Islamic State Said To Claim Christian Town, Largest Dam In Iraq

Islamic State Said To Claim Christian Town, Largest Dam In Iraq

By Patrick J. McDonnell, Los Angeles Times

BEIRUT — A breakaway al-Qaida group that already holds sway in large swaths of Iraq and Syria made new territorial gains Thursday in northern Iraq, reportedly overrunning a major Christian town and seizing the nation’s largest dam.

The fresh advances by the Islamic State and its allies have drawn grave concern in the central government in Baghdad, in the semi-autonomous Kurdish region close to the latest fighting, and in Washington and other capitals alarmed at the militant onslaught.

On Thursday, France called for an emergency session of the United Nations Security Council “so that the international community can mobilize to counter the terrorist threat in Iraq,” the French government said in a statement. Kurdish leaders in northern Iraq have publicly pleaded for additional military aid from the United States to confront the threat from the Islamic State, formerly known as the Islamic State of Iraq and Syria, or ISIS.

“We are left alone in the front to fight the terrorists of ISIS,” the foreign minister of Iraqi Kurdistan, Falah Mustafa Bakir, told CNN in an interview Wednesday.

The Islamic State has at its disposal massive amounts of military materiel seized from Iraqi army depots, including U.S. armored Humvees and other U.S. equipment. Its forces fight alongside allies from Sunni Muslim tribes and other Sunni factions opposed to the Shiite-led government in Baghdad headed by Prime Minister Nouri al-Maliki.

The new thrusts by the Islamic State and its allies in Iraq’s northwest were the latest blow to Kurdish peshmerga forces who have taken over security in the disputed area since Iraqi government forces beat a hasty retreat in June. Some analysts have suggested that the Kurds’ reputation as fearsome fighters has been overstated.

Thousands of Christians were reported to be fleeing Thursday from the town of Qaraqosh, a major Christian center outside of Mosul, after Islamic State fighters occupied the town.

Several other Christian towns also faced being overrun, according to reports from the area. Many Christians had already vacated the zone and relocated to areas under the direct control of the Kurdistan Regional Government, based in the city of Irbil.

Kurdish forces were said to be tightening security in Irbil and elsewhere in the Kurdish zone amid reports of Islamic State attacks close to the borders of the Kurdish autonomous area.

The entire Christian population of Mosul is already believed to have fled the city after the Islamic State issued an ultimatum saying Christians must leave, convert or pay a special tax.
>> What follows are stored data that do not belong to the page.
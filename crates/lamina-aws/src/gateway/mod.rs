//! Remote layer gateway.
//!
//! The layer API has no update: every change publishes a new immutable
//! version. The gateway exposes exactly the calls reconciliation needs and
//! makes all of them safe to repeat. A missing version is `None` on fetch and
//! success on delete.

mod lambda;
mod memory;

pub use lambda::LambdaGateway;
pub use memory::MemoryGateway;

use async_trait::async_trait;
use lamina_core::{
    LayerResult, LayerVersionArn, PublishRequest, PublishedVersion, RemoteLayerDescriptor,
};

/// Action granted by [`LayerGateway::add_permission`].
pub const GET_LAYER_VERSION_ACTION: &str = "lambda:GetLayerVersion";

/// Access to the remote layer API.
#[async_trait]
pub trait LayerGateway: Send + Sync {
    /// Publish a new version. Never updates an existing one.
    async fn publish(&self, request: PublishRequest) -> LayerResult<PublishedVersion>;

    /// Describe one version.
    ///
    /// Returns `None` if the version does not exist.
    async fn fetch(&self, arn: &LayerVersionArn) -> LayerResult<Option<RemoteLayerDescriptor>>;

    /// Delete one version. Deleting a missing version succeeds.
    async fn delete_version(&self, arn: &LayerVersionArn) -> LayerResult<()>;

    /// All version numbers of a layer, ascending. Unknown layers have none.
    async fn list_versions(&self, name: &str) -> LayerResult<Vec<u64>>;

    /// Allow every account to read the given version.
    async fn add_permission(&self, arn: &LayerVersionArn, statement_id: &str) -> LayerResult<()>;
}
Mosul, Iraq’s second-largest city, was among the areas seized by the militants in their June sweep through northern Iraq.

The region of northwestern Iraq is already dealing with a massive refugee flow, mostly of minority groups facing a threat from the Islamic State’s extreme Sunni Muslim fundamentalism.

Tens of thousands of Yazidis, a pre-Islamic sect with roots in Zoroastrianism, fled their homes in and around the town of Sinjar last weekend as Islamic State militants and allied fighters occupied Sinjar and other areas.

Many Yazidis are trapped in mountainous terrain outside Sinjar, lacking food, water, medicine, and other staples, aid workers and community representatives have said. The United Nations has warned of a humanitarian “tragedy” in the area.

Some Sunni fundamentalists view the Yazidis as “devil worshippers” because of their beliefs.

The Associated Press and other news agencies reported Thursday that Islamic State forces also had captured the Mosul dam, the largest in Iraq, forcing overwhelmed Kurdish forces to flee the facility. There was no immediate confirmation from Kurdish officials that the dam had been lost.

Control of the dam, on the Tigris River north of Mosul, would give the militants access to enormous water and power resources.

The Islamic State has already seized oil fields in Iraq and eastern Syria. Militant forces are also besieging a second major Iraq dam, in Haditha, close to the city of Fallujah in western Iraq.